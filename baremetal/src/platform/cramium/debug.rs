use core::sync::atomic::{AtomicBool, Ordering::SeqCst};

use cramium_api::*;
use cramium_hal::iox::Iox;
use cramium_hal::udma::UartIrq;
use cramium_hal::{udma, udma::GlobalConfig};
use utralib::generated::*;

pub static USE_CONSOLE: AtomicBool = AtomicBool::new(false);

/// A trait for serial like drivers which allows reading from a source.
#[allow(dead_code)]
pub trait SerialRead {
    /// Read a single byte.
    fn getc(&mut self) -> Option<u8>;
}
pub struct Uart {}

#[allow(dead_code)]
impl Uart {
    pub fn putc(&self, c: u8) {
        if !USE_CONSOLE.load(SeqCst) {
            let base = utra::duart::HW_DUART_BASE as *mut u32;
            let mut uart = CSR::new(base);
            if uart.rf(utra::duart::SFR_CR_SFR_CR) == 0 {
                uart.wfo(utra::duart::SFR_CR_SFR_CR, 1);
            }
            while uart.r(utra::duart::SFR_SR) != 0 {}
            uart.wo(utra::duart::SFR_TXD, c as u32);
        } else {
            let buf: [u8; 1] = [c];
            let uart_buf_addr = crate::platform::UART_IFRAM_ADDR;
            #[cfg(feature = "nto-evb")]
            let mut udma_uart = unsafe {
                // safety: this is safe to call, because we set up clock and events prior to calling new.
                udma::Uart::get_handle(utra::udma_uart_1::HW_UDMA_UART_1_BASE, uart_buf_addr, uart_buf_addr)
            };
            #[cfg(not(feature = "nto-evb"))]
            let mut udma_uart = unsafe {
                // safety: this is safe to call, because we set up clock and events prior to calling new.
                udma::Uart::get_handle(utra::udma_uart_2::HW_UDMA_UART_2_BASE, uart_buf_addr, uart_buf_addr)
            };
            udma_uart.write(&buf);
        }
    }

    fn put_digit(&mut self, d: u8) {
        let nyb = d & 0xF;
        let c = if nyb < 10 { nyb + 0x30 } else { nyb + 0x61 - 10 };
        assert!(c >= 0x30, "conversion failed!");
        self.putc(c);
    }

    pub fn put_hex(&mut self, c: u8) {
        self.put_digit(c >> 4);
        self.put_digit(c & 0xF);
    }

    pub fn newline(&mut self) {
        self.putc(0xa);
        self.putc(0xd);
    }

    pub fn print_hex_word(&mut self, word: u32) {
        for &byte in word.to_be_bytes().iter() {
            self.put_hex(byte);
        }
    }

    pub fn tiny_write_str(&mut self, s: &str) {
        for c in s.bytes() {
            self.putc(c);
        }
    }
}

use core::fmt::{Error, Write};
impl Write for Uart {
    fn write_str(&mut self, s: &str) -> Result<(), Error> {
        for c in s.bytes() {
            self.putc(c);
        }
        Ok(())
    }
}

impl SerialRead for Uart {
    fn getc(&mut self) -> Option<u8> {
        let uart_buf_addr = crate::platform::UART_IFRAM_ADDR;
        #[cfg(feature = "nto-evb")]
        let mut udma_uart = unsafe {
            // safety: this is safe to call, because we set up clock and events prior to calling new.
            udma::Uart::get_handle(utra::udma_uart_1::HW_UDMA_UART_1_BASE, uart_buf_addr, uart_buf_addr)
        };
        #[cfg(not(feature = "nto-evb"))]
        let mut udma_uart = unsafe {
            // safety: this is safe to call, because we set up clock and events prior to calling new.
            udma::Uart::get_handle(utra::udma_uart_2::HW_UDMA_UART_2_BASE, uart_buf_addr, uart_buf_addr)
        };
        let mut c = 0u8;
        udma_uart.read_async(&mut c);

        let mut irqarray5 = CSR::new(utra::irqarray5::HW_IRQARRAY5_BASE as *mut u32);
        // read & clear the pending bits
        let pending = irqarray5.r(utra::irqarray5::EV_PENDING);
        // crate::println!("pending {:x} {}", pending, unsafe { char::from_u32_unchecked(c as u32) });
        irqarray5.wo(utra::irqarray5::EV_PENDING, pending);
        if pending != 0 { Some(c) } else { None }
    }
}

#[macro_use]
pub mod debug_print_hardware {
    #[macro_export]
    macro_rules! print
    {
        ($($args:tt)+) => ({
                use core::fmt::Write;
                let _ = write!(crate::debug::Uart {}, $($args)+);
        });
    }
}

#[macro_export]
macro_rules! println
{
    () => ({
        $crate::print!("\r\n")
    });
    ($fmt:expr) => ({
        $crate::print!(concat!($fmt, "\r\n"))
    });
    ($fmt:expr, $($args:tt)+) => ({
        $crate::print!(concat!($fmt, "\r\n"), $($args)+)
    });
}

pub fn setup_rx(perclk: u32) -> cramium_hal::udma::Uart {
    let iox = Iox::new(utra::iox::HW_IOX_BASE as *mut u32);
    let udma_global = GlobalConfig::new();
    #[cfg(feature = "nto-evb")]
    {
        iox.set_alternate_function(IoxPort::PD, 13, IoxFunction::AF1);
        iox.set_alternate_function(IoxPort::PD, 14, IoxFunction::AF1);
        // rx as input, with pull-up
        iox.set_gpio_dir(IoxPort::PD, 13, IoxDir::Input);
        iox.set_gpio_pullup(IoxPort::PD, 13, IoxEnable::Enable);
        // tx as output
        iox.set_gpio_dir(IoxPort::PD, 14, IoxDir::Output);

        udma_global.clock_on(PeriphId::Uart1);
        udma_global.map_event(
            PeriphId::Uart1,
            PeriphEventType::Uart(EventUartOffset::Rx),
            EventChannel::Channel0,
        );
        udma_global.map_event(
            PeriphId::Uart1,
            PeriphEventType::Uart(EventUartOffset::Tx),
            EventChannel::Channel1,
        );
    }
    #[cfg(not(feature = "nto-evb"))]
    {
        iox.set_alternate_function(IoxPort::PB, 13, IoxFunction::AF1);
        iox.set_alternate_function(IoxPort::PB, 14, IoxFunction::AF1);
        // rx as input, with pull-up
        iox.set_gpio_dir(IoxPort::PB, 13, IoxDir::Input);
        iox.set_gpio_pullup(IoxPort::PB, 13, IoxEnable::Enable);
        // tx as output
        iox.set_gpio_dir(IoxPort::PB, 14, IoxDir::Output);

        udma_global.clock_on(PeriphId::Uart2);
        udma_global.map_event(
            PeriphId::Uart2,
            PeriphEventType::Uart(EventUartOffset::Rx),
            EventChannel::Channel0,
        );
        udma_global.map_event(
            PeriphId::Uart2,
            PeriphEventType::Uart(EventUartOffset::Tx),
            EventChannel::Channel1,
        );
    }

    let baudrate: u32 = crate::UART_BAUD;
    let freq: u32 = perclk / 2;

    // the address of the UART buffer is "hard-allocated" at an offset one page from the top of
    // IFRAM0. This is a convention that must be respected by the UDMA UART library implementation
    // for things to work.
    let uart_buf_addr = crate::platform::UART_IFRAM_ADDR;
    #[cfg(feature = "nto-evb")]
    let mut udma_uart = unsafe {
        // safety: this is safe to call, because we set up clock and events prior to calling new.
        udma::Uart::get_handle(utra::udma_uart_1::HW_UDMA_UART_1_BASE, uart_buf_addr, uart_buf_addr)
    };
    #[cfg(not(feature = "nto-evb"))]
    let mut udma_uart = unsafe {
        // safety: this is safe to call, because we set up clock and events prior to calling new.
        udma::Uart::get_handle(utra::udma_uart_2::HW_UDMA_UART_2_BASE, uart_buf_addr, uart_buf_addr)
    };
    udma_uart.set_baud(baudrate, freq);
    udma_uart.setup_async_read();

    // setup interrupt here
    let mut uart_irq = UartIrq::new();
    #[cfg(feature = "nto-evb")]
    uart_irq.rx_irq_ena(udma::UartChannel::Uart1, true);
    #[cfg(not(feature = "nto-evb"))]
    uart_irq.rx_irq_ena(udma::UartChannel::Uart2, true);

    udma_uart
}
☆ ☆ ☆ ☆ ☆
Write the entries out once more, exactly as they appear.

EXERCISE ANSWER
filename baremetal/src/platform/cramium/debug.rs
use core::sync::atomic::{AtomicBool, Ordering::SeqCst};

use cramium_api::*;
use cramium_hal::iox::Iox;
use cramium_hal::udma::UartIrq;
use cramium_hal::{udma, udma::GlobalConfig};
use utralib::generated::*;

pub static USE_CONSOLE: AtomicBool = AtomicBool::new(false);

/// A trait for serial like drivers which allows reading from a source.
#[allow(dead_code)]
pub trait SerialRead {
    /// Read a single byte.
    fn getc(&mut self) -> Option<u8>;
}
pub struct Uart {}

#[allow(dead_code)]
impl Uart {
    pub fn putc(&self, c: u8) {
        if !USE_CONSOLE.load(SeqCst) {
            let base = utra::duart::HW_DUART_BASE as *mut u32;
            let mut uart = CSR::new(base);
            if uart.rf(utra::duart::SFR_CR_SFR_CR) == 0 {
                uart.wfo(utra::duart::SFR_CR_SFR_CR, 1);
            }
            while uart.r(utra::duart::SFR_SR) != 0 {}
            uart.wo(utra::duart::SFR_TXD, c as u32);
        } else {
            let buf: [u8; 1] = [c];
            let uart_buf_addr = crate::platform::UART_IFRAM_ADDR;
            #[cfg(feature = "nto-evb")]
            let mut udma_uart = unsafe {
                // safety: this is safe to call, because we set up clock and events prior to calling new.
                udma::Uart::get_handle(utra::udma_uart_1::HW_UDMA_UART_1_BASE, uart_buf_addr, uart_buf_addr)
            };
            #[cfg(not(feature = "nto-evb"))]
            let mut udma_uart = unsafe {
                // safety: this is safe to call, because we set up clock and events prior to calling new.
                udma::Uart::get_handle(utra::udma_uart_2::HW_UDMA_UART_2_BASE, uart_buf_addr, uart_buf_addr)
            };
            udma_uart.write(&buf);
        }
    }

    fn put_digit(&mut self, d: u8) {
        let nyb = d & 0xF;
        let c = if nyb < 10 { nyb + 0x30 } else { nyb + 0x61 - 10 };
        assert!(c >= 0x30, "conversion failed!");
        self.putc(c);
    }

    pub fn put_hex(&mut self, c: u8) {
        self.put_digit(c >> 4);
        self.put_digit(c & 0xF);
    }

    pub fn newline(&mut self) {
        self.putc(0xa);
        self.putc(0xd);
    }

    pub fn print_hex_word(&mut self, word: u32) {
        for &byte in word.to_be_bytes().iter() {
            self.put_hex(byte);
        }
    }

    pub fn tiny_write_str(&mut self, s: &str) {
        for c in s.bytes() {
            self.putc(c);
        }
    }
}

use core::fmt::{Error, Write};
impl Write for Uart {
    fn write_str(&mut self, s: &str) -> Result<(), Error> {
        for c in s.bytes() {
            self.putc(c);
        }
        Ok(())
    }
}

impl SerialRead for Uart {
    fn getc(&mut self) -> Option<u8> {
        let uart_buf_addr = crate::platform::UART_IFRAM_ADDR;
        #[cfg(feature = "nto-evb")]
        let mut udma_uart = unsafe {
            // safety: this is safe to call, because we set up clock and events prior to calling new.
            udma::Uart::get_handle(utra::udma_uart_1::HW_UDMA_UART_1_BASE, uart_buf_addr, uart_buf_addr)
        };
        #[cfg(not(feature = "nto-evb"))]
        let mut udma_uart = unsafe {
            // safety: this is safe to call, because we set up clock and events prior to calling new.
            udma::Uart::get_handle(utra::udma_uart_2::HW_UDMA_UART_2_BASE, uart_buf_addr, uart_buf_addr)
        };
        let mut c = 0u8;
        udma_uart.read_async(&mut c);

        let mut irqarray5 = CSR::new(utra::irqarray5::HW_IRQARRAY5_BASE as *mut u32);
        // read & clear the pending bits
        let pending = irqarray5.r(utra::irqarray5::EV_PENDING);
        // crate::println!("pending {:x} {}", pending, unsafe { char::from_u32_unchecked(c as u32) });
        irqarray5.wo(utra::irqarray5::EV_PENDING, pending);
        if pending != 0 { Some(c) } else { None }
    }
}

#[macro_use]
pub mod debug_print_hardware {
    #[macro_export]
    macro_rules! print
    {
        ($($args:tt)+) => ({
                use core::fmt::Write;
                let _ = write!(crate::debug::Uart {}, $($args)+);
        });
    }
}

#[macro_export]
macro_rules! println
{
    () => ({
        $crate::print!("\r\n")
    });
    ($fmt:expr) => ({
        $crate::print!(concat!($fmt, "\r\n"))
    });
    ($fmt:expr, $($args:tt)+) => ({
        $crate::print!(concat!($fmt, "\r\n"), $($args)+)
    });
}

pub fn setup_rx(perclk: u32) -> cramium_hal::udma::Uart {
    let iox = Iox::new(utra::iox::HW_IOX_BASE as *mut u32);
    let udma_global = GlobalConfig::new();
    #[cfg(feature = "nto-evb")]
    {
        iox.set_alternate_function(IoxPort::PD, 13, IoxFunction::AF1);
        iox.set_alternate_function(IoxPort::PD, 14, IoxFunction::AF1);
        // rx as input, with pull-up
        iox.set_gpio_dir(IoxPort::PD, 13, IoxDir::Input);
        iox.set_gpio_pullup(IoxPort::PD, 13, IoxEnable::Enable);
        // tx as output
        iox.set_gpio_dir(IoxPort::PD, 14, IoxDir::Output);

        udma_global.clock_on(PeriphId::Uart1);
        udma_global.map_event(
            PeriphId::Uart1,
            PeriphEventType::Uart(EventUartOffset::Rx),
            EventChannel::Channel0,
        );
        udma_global.map_event(
            PeriphId::Uart1,
            PeriphEventType::Uart(EventUartOffset::Tx),
            EventChannel::Channel1,
        );
    }
    #[cfg(not(feature = "nto-evb"))]
    {
        iox.set_alternate_function(IoxPort::PB, 13, IoxFunction::AF1);
        iox.set_alternate_function(IoxPort::PB, 14, IoxFunction::AF1);
        // rx as input, with pull-up
        iox.set_gpio_dir(IoxPort::PB, 13, IoxDir::Input);
        iox.set_gpio_pullup(IoxPort::PB, 13, IoxEnable::Enable);
        // tx as output
        iox.set_gpio_dir(IoxPort::PB, 14, IoxDir::Output);

        udma_global.clock_on(PeriphId::Uart2);
        udma_global.map_event(
            PeriphId::Uart2,
            PeriphEventType::Uart(EventUartOffset::Rx),
            EventChannel::Channel0,
        );
        udma_global.map_event(
            PeriphId::Uart2,
            PeriphEventType::Uart(EventUartOffset::Tx),
            EventChannel::Channel1,
        );
    }

    let baudrate: u32 = crate::UART_BAUD;
    let freq: u32 = perclk / 2;

    // the address of the UART buffer is "hard-allocated" at an offset one page from the top of
    // IFRAM0. This is a convention that must be respected by the UDMA UART library implementation
    // for things to work.
    let uart_buf_addr = crate::platform::UART_IFRAM_ADDR;
    #[cfg(feature = "nto-evb")]
    let mut udma_uart = unsafe {
        // safety: this is safe to call, because we set up clock and events prior to calling new.
        udma::Uart::get_handle(utra::udma_uart_1::HW_UDMA_UART_1_BASE, uart_buf_addr, uart_buf_addr)
    };
    #[cfg(not(feature = "nto-evb"))]
    let mut udma_uart = unsafe {
        // safety: this is safe to call, because we set up clock and events prior to calling new.
        udma::Uart::get_handle(utra::udma_uart_2::HW_UDMA_UART_2_BASE, uart_buf_addr, uart_buf_addr)
    };
    udma_uart.set_baud(baudrate, freq);
    udma_uart.setup_async_read();

    // setup interrupt here
    let mut uart_irq = UartIrq::new();
    #[cfg(feature = "nto-evb")]
    uart_irq.rx_irq_ena(udma::UartChannel::Uart1, true);
    #[cfg(not(feature = "nto-evb"))]
    uart_irq.rx_irq_ena(udma::UartChannel::Uart2, true);

    udma_uart
}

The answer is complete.